• _What is needed_:
Within the material below, count every line with the string "when". Give no more than the number.

• _Extracted records_:
//! In-process installation token cache.
//!
//! Tokens are cached per installation with a fixed safety-margin TTL that
//! sits below GitHub's real token lifetime (60 minutes), so a cache hit is
//! never served past validity even under clock drift. Entries are evicted
//! explicitly when an installation is suspended or deleted.

use chrono::{DateTime, Duration, Utc};
use parking_lot::Mutex;
use std::collections::HashMap;
use std::sync::Arc;

/// Time source for cache expiry decisions. Injected so tests can drive a
/// manual clock.
pub trait Clock: Send + Sync {
    fn now(&self) -> DateTime<Utc>;
}

pub struct SystemClock;

impl Clock for SystemClock {
    fn now(&self) -> DateTime<Utc> {
        Utc::now()
    }
}

const TOKEN_CACHE_TTL_MINUTES: i64 = 50;

struct CacheEntry {
    token: String,
    expires_at: DateTime<Utc>,
}

/// TTL cache keyed by installation id. Never persisted.
pub struct TokenCache {
    entries: Mutex<HashMap<i64, CacheEntry>>,
    ttl: Duration,
    clock: Arc<dyn Clock>,
}

impl TokenCache {
    pub fn new(clock: Arc<dyn Clock>) -> Self {
        Self {
            entries: Mutex::new(HashMap::new()),
            ttl: Duration::minutes(TOKEN_CACHE_TTL_MINUTES),
            clock,
        }
    }

    /// Returns the cached token if present and not expired. Expired entries
    /// are dropped on access.
    pub fn get(&self, installation_id: i64) -> Option<String> {
        let mut entries = self.entries.lock();
        match entries.get(&installation_id) {
            Some(entry) if entry.expires_at > self.clock.now() => Some(entry.token.clone()),
            Some(_) => {
                entries.remove(&installation_id);
                None
            }
            None => None,
        }
    }

    pub fn put(&self, installation_id: i64, token: String) {
        let expires_at = self.clock.now() + self.ttl;
        self.entries
            .lock()
            .insert(installation_id, CacheEntry { token, expires_at });
    }

    /// Unconditionally evicts the entry. Returns whether one was present.
    pub fn remove(&self, installation_id: i64) -> bool {
        self.entries.lock().remove(&installation_id).is_some()
    }
}

#[cfg(test)]
pub(crate) mod test_support {
    use super::*;

    /// A clock that only moves when told to.
    pub struct ManualClock {
        now: Mutex<DateTime<Utc>>,
    }

    impl ManualClock {
        pub fn new() -> Self {
            Self {
                now: Mutex::new(Utc::now()),
            }
        }

        pub fn advance(&self, by: Duration) {
            let mut now = self.now.lock();
            *now += by;
        }
    }

    impl Clock for ManualClock {
        fn now(&self) -> DateTime<Utc> {
            *self.now.lock()
        }
    }
}

#[cfg(test)]
mod tests {
    use super::test_support::ManualClock;
    use super::*;

    #[test]
    fn hit_within_ttl() {
        let cache = TokenCache::new(Arc::new(SystemClock));
        cache.put(42, "ghs_abc".to_string());
        assert_eq!(cache.get(42).as_deref(), Some("ghs_abc"));
    }

    #[test]
    fn miss_after_ttl_elapses() {
        let clock = Arc::new(ManualClock::new());
        let cache = TokenCache::new(clock.clone());
        cache.put(42, "ghs_abc".to_string());

        clock.advance(Duration::minutes(49));
        assert!(cache.get(42).is_some());

        clock.advance(Duration::minutes(2));
        assert!(cache.get(42).is_none());
        // The expired entry is gone, not just hidden
        assert!(!cache.remove(42));
    }

    #[test]
    fn remove_evicts_immediately() {
        let cache = TokenCache::new(Arc::new(SystemClock));
        cache.put(7, "ghs_live".to_string());
        assert!(cache.remove(7));
        assert!(cache.get(7).is_none());
        assert!(!cache.remove(7));
    }

    #[test]
    fn entries_are_independent_per_installation() {
        let cache = TokenCache::new(Arc::new(SystemClock));
        cache.put(1, "one".to_string());
        cache.put(2, "two".to_string());
        cache.remove(1);
        assert!(cache.get(1).is_none());
        assert_eq!(cache.get(2).as_deref(), Some("two"));
    }
}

• _Response to this exercise_:
2